Es inevitable que cualquier persona que sepa que fuiste a Cuba no pregunte ¿y cómo es Cuba? ¿Te gustó? ¿Es cómo dicen? (¿Cómo dicen? ¿Quién dice?). Hasta me lo preguntaron en una entrevista de trabajo y me pasé veinte minutos explicando como podía. Pero sobre el mito de Cuba y la Cuba real hablaré en otro momento. El tema es que haberlo descripto tantas veces me ayudó a ir dándole forma no a una opinión sino a un sentimiento. Y el sentimiento es ese: Cuba es mágico. Cuba tiene algo. Aunque no estés de acuerdo. Es Cuba. Es imposible de describir, a Cuba hay que vivirla.

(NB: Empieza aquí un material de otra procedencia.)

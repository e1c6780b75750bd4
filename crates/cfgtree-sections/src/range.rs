//! Range and list grammar
//!
//! Shared by template headings and by sequence values:
//!
//! - `range(a,b[,step])`: integers, exclusive end.
//! - `irange(a,b[,step])`: integers, inclusive end.
//! - `a:b[:step]`: floats, inclusive on both ends by default. A leading `(`
//!   makes the start exclusive, a trailing `)` the end; `[` and `]` are
//!   accepted as explicit inclusive markers.
//! - `(a,b,c)` / `[a,b,c]`: literal list.
//! - `a,b,c`: plain list, trailing comma allowed.
//!
//! [`parse_axis`] additionally concatenates `+`-joined specs.

use crate::{Error, Result};
use std::fmt;

const MULTIPLIERS: [(char, u32); 5] = [('k', 3), ('m', 6), ('g', 9), ('t', 12), ('p', 15)];

/// Decimal places kept for generated float values.
const FLOAT_DECIMALS: i32 = 12;

/// Tolerance used when counting float range elements.
const COUNT_EPSILON: f64 = 1e-9;

/// Upper bound on the number of values a single range may generate.
const MAX_RANGE_VALUES: usize = 1_000_000;

/// A single generated or parsed value.
#[derive(Debug, Clone, PartialEq)]
pub enum Scalar {
    Int(i64),
    Float(f64),
    Str(String),
}

impl Scalar {
    /// Most specific scalar for a token: integer, then float, then string.
    ///
    /// Integers accept a `k`, `m`, `g`, `t` or `p` multiplier suffix
    /// (`10k` is 10000). Strings lose surrounding quotes and the `__n__`
    /// marker stands for the empty string.
    pub fn parse(token: &str) -> Self {
        let token = token.trim();
        if token.is_empty() {
            return Scalar::Str(String::new());
        }
        if let Some(value) = parse_multiplied(token) {
            return Scalar::Int(value);
        }
        if let Ok(value) = token.parse::<i64>() {
            return Scalar::Int(value);
        }
        if let Ok(value) = token.parse::<f64>() {
            return Scalar::Float(value);
        }
        match strip_quotes(token) {
            "__n__" => Scalar::Str(String::new()),
            other => Scalar::Str(other.to_string()),
        }
    }

    /// Token usable inside a section name; negative numbers become `n<abs>`.
    pub fn to_section_token(&self) -> String {
        match self {
            Scalar::Int(n) if *n < 0 => format!("n{}", n.unsigned_abs()),
            Scalar::Int(n) => n.to_string(),
            Scalar::Float(x) if *x < 0.0 => format!("n{}", float_text(-x)),
            Scalar::Float(x) => float_text(*x),
            Scalar::Str(s) => s.clone(),
        }
    }
}

impl fmt::Display for Scalar {
    fn fmt(&self, f: &mut fmt::Formatter<'_>) -> fmt::Result {
        match self {
            Scalar::Int(n) => write!(f, "{n}"),
            Scalar::Float(x) => write!(f, "{x}"),
            Scalar::Str(s) => write!(f, "{s}"),
        }
    }
}

/// Float text that always reads back as a float: `1.0`, `0.25`.
pub fn float_text(x: f64) -> String {
    if x.is_finite() && x.fract() == 0.0 && x.abs() < 1e16 {
        format!("{x:.1}")
    } else {
        x.to_string()
    }
}

/// Remove surrounding single quotes, then double quotes.
pub fn strip_quotes(token: &str) -> &str {
    token.trim_matches('\'').trim_matches('"')
}

fn parse_multiplied(token: &str) -> Option<i64> {
    let suffix = token.chars().last()?;
    let (_, exponent) = MULTIPLIERS.iter().find(|(c, _)| *c == suffix)?;
    let digits = &token[..token.len() - 1];
    if digits.is_empty() || !digits.chars().all(|c| c.is_ascii_digit()) {
        return None;
    }
    digits.parse::<i64>().ok()?.checked_mul(10_i64.checked_pow(*exponent)?)
}

/// Parse one `+`-joined axis of a template name into its values.
///
/// # Example
/// ```
/// use cfgtree_sections::range::{parse_axis, Scalar};
///
/// let values = parse_axis("range(0,2)+irange(5,6)").unwrap();
/// assert_eq!(
///     values,
///     vec![Scalar::Int(0), Scalar::Int(1), Scalar::Int(5), Scalar::Int(6)]
/// );
/// ```
pub fn parse_axis(axis: &str) -> Result<Vec<Scalar>> {
    let mut values = Vec::new();
    for part in axis.split('+') {
        values.extend(parse_range(part)?);
    }
    Ok(values)
}

/// Parse a single range or list specification.
///
/// Malformed numeric ranges are errors rather than being taken literally.
pub fn parse_range(spec: &str) -> Result<Vec<Scalar>> {
    let spec = spec.trim();

    if let Some(args) = spec.strip_prefix("irange(") {
        let (start, stop, step) = int_range_args(spec, args)?;
        let stop = stop
            .checked_add(step.signum())
            .ok_or_else(|| Error::range(spec, "bound overflows"))?;
        return int_range(spec, start, stop, step);
    }
    if let Some(args) = spec.strip_prefix("range(") {
        let (start, stop, step) = int_range_args(spec, args)?;
        return int_range(spec, start, stop, step);
    }
    if spec.contains(':') {
        return colon_range(spec);
    }
    if let Some(inner) = bracket_inner(spec) {
        return Ok(list_items(inner).into_iter().map(Scalar::parse).collect());
    }
    if spec.starts_with(['(', '[']) {
        return Err(Error::range(spec, "unbalanced brackets"));
    }
    Ok(list_items(spec).into_iter().map(Scalar::parse).collect())
}

fn int_range_args(spec: &str, args: &str) -> Result<(i64, i64, i64)> {
    let args = args
        .strip_suffix(')')
        .ok_or_else(|| Error::range(spec, "missing closing parenthesis"))?;
    let numbers = args
        .split(',')
        .map(|arg| {
            arg.trim()
                .parse::<i64>()
                .map_err(|_| Error::range(spec, format!("'{}' is not an integer", arg.trim())))
        })
        .collect::<Result<Vec<_>>>()?;

    let (start, stop, step) = match numbers.as_slice() {
        [stop] => (0, *stop, 1),
        [start, stop] => (*start, *stop, 1),
        [start, stop, step] => (*start, *stop, *step),
        _ => return Err(Error::range(spec, "expected one to three arguments")),
    };
    if step == 0 {
        return Err(Error::range(spec, "step must not be zero"));
    }
    Ok((start, stop, step))
}

fn int_range(spec: &str, start: i64, stop: i64, step: i64) -> Result<Vec<Scalar>> {
    let span = i128::from(stop) - i128::from(start);
    let step_wide = i128::from(step);
    let count = if span.signum() == step_wide.signum() {
        (span + step_wide - step_wide.signum()) / step_wide
    } else {
        0
    };
    if count > MAX_RANGE_VALUES as i128 {
        return Err(Error::range(spec, "too many values"));
    }

    let mut values = Vec::with_capacity(count as usize);
    let mut current = Some(start);
    while let Some(value) = current {
        if !((step > 0 && value < stop) || (step < 0 && value > stop)) {
            break;
        }
        values.push(Scalar::Int(value));
        current = value.checked_add(step);
    }
    Ok(values)
}

fn colon_range(spec: &str) -> Result<Vec<Scalar>> {
    let mut body = spec;
    let mut inclusive_start = true;
    let mut inclusive_end = true;

    if let Some(rest) = body.strip_prefix('(') {
        body = rest;
        inclusive_start = false;
    } else if let Some(rest) = body.strip_prefix('[') {
        body = rest;
    }
    if let Some(rest) = body.strip_suffix(')') {
        body = rest;
        inclusive_end = false;
    } else if let Some(rest) = body.strip_suffix(']') {
        body = rest;
    }

    let bounds = body
        .split(':')
        .map(|part| {
            part.trim()
                .parse::<f64>()
                .map_err(|_| Error::range(spec, format!("'{}' is not a number", part.trim())))
        })
        .collect::<Result<Vec<_>>>()?;

    let (start, stop, step) = match bounds.as_slice() {
        [start, stop] => (*start, *stop, 1.0),
        [start, stop, step] => (*start, *stop, *step),
        _ => return Err(Error::range(spec, "expected start:stop or start:stop:step")),
    };
    if step == 0.0 || !step.is_finite() || !start.is_finite() || !stop.is_finite() {
        return Err(Error::range(spec, "bounds and step must be finite, step non-zero"));
    }

    let first = if inclusive_start { start } else { start + step };
    let bound = if inclusive_end { stop + step } else { stop };
    let offset = first / step;
    let count = (bound / step - offset - COUNT_EPSILON).ceil().max(0.0);
    if count > MAX_RANGE_VALUES as f64 {
        return Err(Error::range(spec, "too many values"));
    }
    Ok(float_steps(offset, count as usize, step))
}

/// `step * [offset, offset + count)` so that values do not drift.
fn float_steps(offset: f64, count: usize, step: f64) -> Vec<Scalar> {
    let scale = 10_f64.powi(FLOAT_DECIMALS);
    (0..count)
        .map(|i| {
            let value = (step * (offset + i as f64) * scale).round() / scale;
            Scalar::Float(if value == 0.0 { 0.0 } else { value })
        })
        .collect()
}

fn bracket_inner(spec: &str) -> Option<&str> {
    let close = match spec.chars().next()? {
        '(' => ')',
        '[' => ']',
        _ => return None,
    };
    if spec.len() >= 2 && spec.ends_with(close) {
        Some(&spec[1..spec.len() - 1])
    } else {
        None
    }
}

/// Items of a comma list; a trailing comma adds no item.
pub fn list_items(spec: &str) -> Vec<&str> {
    let mut items = split_top_level(spec, ',');
    if items.last().is_some_and(|item| item.trim().is_empty()) {
        items.pop();
    }
    items
}

/// Split on `separator` outside of brackets, braces and quotes.
///
/// # Example
/// ```
/// use cfgtree_sections::range::split_top_level;
///
/// assert_eq!(split_top_level("a,(b,c),'d,e'", ','), vec!["a", "(b,c)", "'d,e'"]);
/// ```
pub fn split_top_level(text: &str, separator: char) -> Vec<&str> {
    let mut items = Vec::new();
    let mut depth = 0_usize;
    let mut quote: Option<char> = None;
    let mut start = 0;

    for (pos, c) in text.char_indices() {
        match quote {
            Some(open) if c == open => quote = None,
            Some(_) => {}
            None => match c {
                '\'' | '"' => quote = Some(c),
                '(' | '[' | '{' => depth += 1,
                ')' | ']' | '}' => depth = depth.saturating_sub(1),
                _ if c == separator && depth == 0 => {
                    items.push(&text[start..pos]);
                    start = pos + c.len_utf8();
                }
                _ => {}
            },
        }
    }
    if start < text.len() || !items.is_empty() {
        items.push(&text[start..]);
    }
    items
}

#[cfg(test)]
mod tests {
    use super::*;
    use rstest::rstest;

    fn ints(values: &[i64]) -> Vec<Scalar> {
        values.iter().copied().map(Scalar::Int).collect()
    }

    #[rstest]
    #[case("range(2,5)", &[2, 3, 4])]
    #[case("irange(2,5)", &[2, 3, 4, 5])]
    #[case("range(3)", &[0, 1, 2])]
    #[case("range(0,10,4)", &[0, 4, 8])]
    #[case("irange(0,8,4)", &[0, 4, 8])]
    #[case("irange(3,1,-1)", &[3, 2, 1])]
    fn integer_ranges(#[case] spec: &str, #[case] expected: &[i64]) {
        assert_eq!(parse_range(spec).unwrap(), ints(expected));
    }

    #[test]
    fn colon_range_is_inclusive_by_default() {
        let values = parse_range("0:1:0.25").unwrap();
        assert_eq!(
            values,
            vec![
                Scalar::Float(0.0),
                Scalar::Float(0.25),
                Scalar::Float(0.5),
                Scalar::Float(0.75),
                Scalar::Float(1.0)
            ]
        );
    }

    #[test]
    fn colon_range_exclusive_markers() {
        let values = parse_range("(0:1:0.25)").unwrap();
        assert_eq!(
            values,
            vec![Scalar::Float(0.25), Scalar::Float(0.5), Scalar::Float(0.75)]
        );
    }

    #[test]
    fn float_tokens_keep_their_decimal_point() {
        let tokens: Vec<String> = parse_range("[0:1:0.5]")
            .unwrap()
            .iter()
            .map(Scalar::to_section_token)
            .collect();
        assert_eq!(tokens, vec!["0.0", "0.5", "1.0"]);
        assert_eq!(Scalar::Float(-1.0).to_section_token(), "n1.0");
        assert_eq!(Scalar::Int(-3).to_section_token(), "n3");
    }

    #[test]
    fn ranges_near_integer_limits() {
        assert!(matches!(
            parse_range("irange(0,9223372036854775807)"),
            Err(Error::InvalidRange { .. })
        ));
        assert!(matches!(
            parse_range("range(0,9223372036854775807)"),
            Err(Error::InvalidRange { .. })
        ));
        assert_eq!(
            parse_range("range(9223372036854775806,9223372036854775807)").unwrap(),
            vec![Scalar::Int(i64::MAX - 1)]
        );
        assert_eq!(
            parse_range("irange(9223372036854775805,9223372036854775806,2)").unwrap(),
            vec![Scalar::Int(i64::MAX - 2)]
        );
        assert!(matches!(
            parse_range("0:1e12:0.5"),
            Err(Error::InvalidRange { .. })
        ));
    }

    #[test]
    fn tenth_steps_do_not_drift() {
        let values = parse_range("0:1:0.1").unwrap();
        assert_eq!(values.len(), 11);
        assert_eq!(values[3], Scalar::Float(0.3));
        assert_eq!(values[10], Scalar::Float(1.0));
    }

    #[rstest]
    #[case("range(a,3)")]
    #[case("range(0,3,0)")]
    #[case("range(0,3")]
    #[case("0:x")]
    #[case("0:1:0")]
    #[case("(1,2")]
    fn malformed_ranges_are_errors(#[case] spec: &str) {
        assert!(matches!(
            parse_range(spec),
            Err(Error::InvalidRange { .. })
        ));
    }

    #[test]
    fn bracket_list_keeps_identifiers() {
        assert_eq!(
            parse_range("(x,y)").unwrap(),
            vec![Scalar::Str("x".into()), Scalar::Str("y".into())]
        );
    }

    #[test]
    fn multiplier_suffixes() {
        assert_eq!(Scalar::parse("10k"), Scalar::Int(10_000));
        assert_eq!(Scalar::parse("2m"), Scalar::Int(2_000_000));
        assert_eq!(Scalar::parse("k"), Scalar::Str("k".into()));
    }

    #[test]
    fn negative_values_render_with_n_prefix() {
        assert_eq!(Scalar::Int(-3).to_section_token(), "n3");
        assert_eq!(Scalar::Float(-0.5).to_section_token(), "n0.5");
        assert_eq!(Scalar::Float(2.0).to_section_token(), "2");
    }
}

Por eso pienso contarles, de a poco, lo que viví. Porque Cuba escapa a los manuales de lo esperado si te dejás llevar por su encanto. Importa poco que conozcas su historia, que concuerdes con sus políticas, que difieras ideológicamente. Es obvio que todo esto no se puede borrar (y de hecho, en mi opinión, condiciona todo lo demás). Pero más allá de eso, más allá de prejuicios y estereotipos que hay sobre una isla en el Atlántico que tiene mucho peso mundial (y que sí son necesarios de borrar), Cuba impacta. Cuba pisa fuerte. Cuba queda grabada a fuego. Porque Cuba, así de chiquita y misteriosa como la ven, es un encuentro cara a cara con la belleza de la humanidad.


¡Tan cierto!

La Habana profunda.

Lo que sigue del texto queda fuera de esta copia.